Minimally-adjusted rate ratios for records of long COVID and COVID-19 hospitalisation. Rate ratios are estimated from negative binomial regression models adjusted for age, sex, 9 NHS regions of England, and the dominant variant circulating
There is a lag between vaccination and protection from infection, and a further lag until a diagnosis or referral for long COVID can be made. In our main analysis we assumed that this gap is 14 weeks in total. In a sensitivity analysis we expanded this time gap to 18 or 26 weeks. The findings from these results were consistent with our main findings of reduced rates of long COVID with increasing vaccine doses, and a lower rate ratio for those receiving mRNA than non-mRNA vaccines as a first dose (Figure S7). We also repeated the analysis stratified by three broad categorisations of the dominant circulating variant of SARS-COV-2 (wild/alpha, delta, omicron). We found that the rate ratios for the effect of vaccination were lowest for long COVID recording during the wild/alpha and delta period and higher during omicron, but were consistently lowest in those with 3+ vaccine doses (Figure S8).
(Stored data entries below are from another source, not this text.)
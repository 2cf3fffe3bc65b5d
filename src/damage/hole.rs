use image::{GrayImage, Luma, Rgb, RgbImage};
use imageproc::{drawing::draw_filled_rect_mut, rect::Rect};
use rand::{Rng, RngCore};

use crate::damage::{DamageKind, DamageTransform};

/// Solid dark rectangles punched into the frame.
pub struct HoleTransform {
    count: u32,
    size: (u32, u32),
    color: Rgb<u8>,
}

impl HoleTransform {
    pub fn new(count: u32, size: (u32, u32)) -> Self {
        Self {
            count,
            size,
            color: Rgb([0, 0, 0]),
        }
    }

    pub fn with_color(mut self, color: Rgb<u8>) -> Self {
        self.color = color;
        self
    }

    /// Top-left corner range shrinks by the largest extent so holes mostly
    /// stay inside; frames smaller than that extent pin the corner to 0.
    fn sample_origin(&self, dim: u32, rng: &mut dyn RngCore) -> u32 {
        let limit = dim.saturating_sub(self.size.1);
        rng.gen_range(0..=limit)
    }
}

impl DamageTransform for HoleTransform {
    fn kind(&self) -> DamageKind {
        DamageKind::Hole
    }

    fn apply(
        &self,
        mut image: RgbImage,
        mut mask: GrayImage,
        rng: &mut dyn RngCore,
    ) -> (RgbImage, GrayImage) {
        let (width, height) = image.dimensions();

        for _ in 0..self.count {
            let x = self.sample_origin(width, rng);
            let y = self.sample_origin(height, rng);
            let w = rng.gen_range(self.size.0..=self.size.1);
            let h = rng.gen_range(self.size.0..=self.size.1);

            let rect = Rect::at(x as i32, y as i32).of_size(w, h);
            draw_filled_rect_mut(&mut image, rect, self.color);
            draw_filled_rect_mut(&mut mask, rect, Luma([255]));
        }

        (image, mask)
    }
}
In a secondary cohort we continued to follow people after their long COVID record. In this exploratory analysis across we found that the percentage of unvaccinated people was greater in those with a previous long COVID record compared to those without, and this difference was largest in the youngest (18–29) and oldest (70+) age groups (Figure S9).
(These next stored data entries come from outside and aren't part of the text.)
//! Pipeline settings shared by every stage.
//!
//! All sections use `#[serde(default)]`, so a settings file only needs the
//! fields it overrides.

use std::{
    fs,
    path::{Path, PathBuf},
};

use serde::{Deserialize, Serialize};

use crate::error::{RestorationError, Result};

pub const DEFAULT_RESTORE_PROMPT: &str = "Restore this artwork realistically";

pub const DEFAULT_UPLOAD_PROMPT: &str = "Restore this photograph while keeping the subject's original features \
and natural colors intact. Remove damage, scratches, and age-related artifacts, \
but do not alter facial characteristics, expressions, or tones. The restored image \
should look as close as possible to the original photo, just cleaned and clear.";

/// On-disk layout of the evaluation data set.
#[derive(Debug, Clone, Serialize, Deserialize, PartialEq)]
#[serde(default)]
pub struct DataLayout {
    pub raw_dir: PathBuf,
    pub damaged_dir: PathBuf,
    pub masks_dir: PathBuf,
    pub traditional_dir: PathBuf,
    pub deep_dir: PathBuf,
    pub metrics_csv: PathBuf,
}

impl Default for DataLayout {
    fn default() -> Self {
        Self::rooted_at(".")
    }
}

impl DataLayout {
    pub fn rooted_at<P: AsRef<Path>>(root: P) -> Self {
        let root = root.as_ref();
        Self {
            raw_dir: root.join("data/raw"),
            damaged_dir: root.join("data/damaged"),
            masks_dir: root.join("data/masks"),
            traditional_dir: root.join("results/traditional"),
            deep_dir: root.join("results/deep"),
            metrics_csv: root.join("results/metrics_all.csv"),
        }
    }

    pub fn method_dir(&self, method: crate::RestorationMethod) -> &Path {
        if method.is_classical() {
            &self.traditional_dir
        } else {
            &self.deep_dir
        }
    }
}

#[derive(Debug, Clone, Serialize, Deserialize, PartialEq)]
#[serde(default)]
pub struct DamageSettings {
    pub variations: u32,
    pub seed: Option<u64>,
    pub max_transforms: usize,
    pub jpeg_quality: u8,
    pub scratch_count: u32,
    pub scratch_thickness: (u32, u32),
    pub hole_count: u32,
    pub hole_size: (u32, u32),
    pub noise_sigma: f64,
    pub noise_weight: f64,
    pub patch_count: u32,
    pub patch_size: (u32, u32),
    pub patch_fade: u8,
}

impl Default for DamageSettings {
    fn default() -> Self {
        Self {
            variations: 5,
            seed: None,
            max_transforms: 3,
            jpeg_quality: 95,
            scratch_count: 20,
            scratch_thickness: (2, 6),
            hole_count: 6,
            hole_size: (80, 200),
            noise_sigma: 50.0,
            noise_weight: 0.4,
            patch_count: 3,
            patch_size: (80, 200),
            patch_fade: 3,
        }
    }
}

impl DamageSettings {
    pub fn validate(&self) -> Result<()> {
        let ranges = [
            ("scratch_thickness", self.scratch_thickness),
            ("hole_size", self.hole_size),
            ("patch_size", self.patch_size),
        ];
        for (name, (min, max)) in ranges {
            if min == 0 || min > max {
                return Err(RestorationError::InvalidParameter(format!(
                    "{name} must satisfy 0 < min <= max, got ({min}, {max})"
                )));
            }
        }
        if !(0.0..=1.0).contains(&self.noise_weight) {
            return Err(RestorationError::InvalidParameter(
                "noise_weight must be within [0, 1]".into(),
            ));
        }
        if self.noise_sigma <= 0.0 {
            return Err(RestorationError::InvalidParameter(
                "noise_sigma must be positive".into(),
            ));
        }
        if self.patch_fade == 0 {
            return Err(RestorationError::InvalidParameter(
                "patch_fade must be at least 1".into(),
            ));
        }
        if self.max_transforms == 0 {
            return Err(RestorationError::InvalidParameter(
                "max_transforms must be at least 1".into(),
            ));
        }
        Ok(())
    }
}

#[derive(Debug, Clone, Serialize, Deserialize, PartialEq)]
#[serde(default)]
pub struct InpaintSettings {
    pub radius: u32,
    pub jpeg_quality: u8,
}

impl Default for InpaintSettings {
    fn default() -> Self {
        Self {
            radius: 3,
            jpeg_quality: 95,
        }
    }
}

#[derive(Debug, Clone, Serialize, Deserialize, PartialEq)]
#[serde(default)]
pub struct GenerativeSettings {
    pub prompt: String,
    pub size: u32,
}

impl Default for GenerativeSettings {
    fn default() -> Self {
        Self {
            prompt: DEFAULT_RESTORE_PROMPT.into(),
            size: 512,
        }
    }
}

#[derive(Debug, Clone, Serialize, Deserialize, PartialEq)]
#[serde(default)]
pub struct EvaluationSettings {
    pub comparison_size: u32,
    pub lpips_weights: Option<PathBuf>,
    pub threads: Option<usize>,
    pub write_summary: bool,
}

impl Default for EvaluationSettings {
    fn default() -> Self {
        Self {
            comparison_size: 512,
            lpips_weights: None,
            threads: None,
            write_summary: true,
        }
    }
}

#[derive(Debug, Clone, Serialize, Deserialize, PartialEq)]
#[serde(default)]
pub struct ServiceSettings {
    pub base_url: String,
    pub model: String,
    pub api_key_env: String,
}

impl Default for ServiceSettings {
    fn default() -> Self {
        Self {
            base_url: "https://api.openai.com/v1".into(),
            model: "dall-e-2".into(),
            api_key_env: "OPENAI_API_KEY".into(),
        }
    }
}

#[derive(Debug, Clone, Serialize, Deserialize, PartialEq)]
#[serde(default)]
pub struct UploadSettings {
    pub target_size: u32,
    pub prompt: String,
}

impl Default for UploadSettings {
    fn default() -> Self {
        Self {
            target_size: 1024,
            prompt: DEFAULT_UPLOAD_PROMPT.into(),
        }
    }
}

#[derive(Debug, Clone, Default, Serialize, Deserialize, PartialEq)]
#[serde(default)]
pub struct PipelineConfig {
    pub layout: DataLayout,
    pub damage: DamageSettings,
    pub inpaint: InpaintSettings,
    pub generative: GenerativeSettings,
    pub evaluation: EvaluationSettings,
    pub service: ServiceSettings,
    pub upload: UploadSettings,
}

impl PipelineConfig {
    pub fn load<P: AsRef<Path>>(path: P) -> Result<Self> {
        let content = fs::read_to_string(path.as_ref())?;
        let config = serde_json::from_str::<Self>(&content)?;
        config.damage.validate()?;
        Ok(config)
    }

    pub fn save<P: AsRef<Path>>(&self, path: P) -> Result<()> {
        let json = serde_json::to_string_pretty(self)?;
        fs::write(path, json)?;
        Ok(())
    }
}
Differences in long COVID EHR recording routes and relation to SARS-CoV-2 testing
Finally, we investigated the pathways to a long COVID record. We examined the linked SARS-CoV-2 tests and COVID-19 hospitalisation data to calculate the proportion of the 55,465 people with a long COVID record that had previously recorded a positive SARS-CoV-2 test, and been hospitalised with COVID-19. We found that the majority of people with a long COVID record (59%) did not have a recorded positive test result ≥12 weeks before the long COVID record, and a small minority (6.5%) were hospitalised with COVID-19 (Figure 5). There were systematic differences between those with and without a positive test amongst all participants with a long COVID record: those with a previous positive test result were more likely to be female, older, from a more deprived IMD quintile, vaccinated, and to have not been hospitalised with COVID-19 (Table S3).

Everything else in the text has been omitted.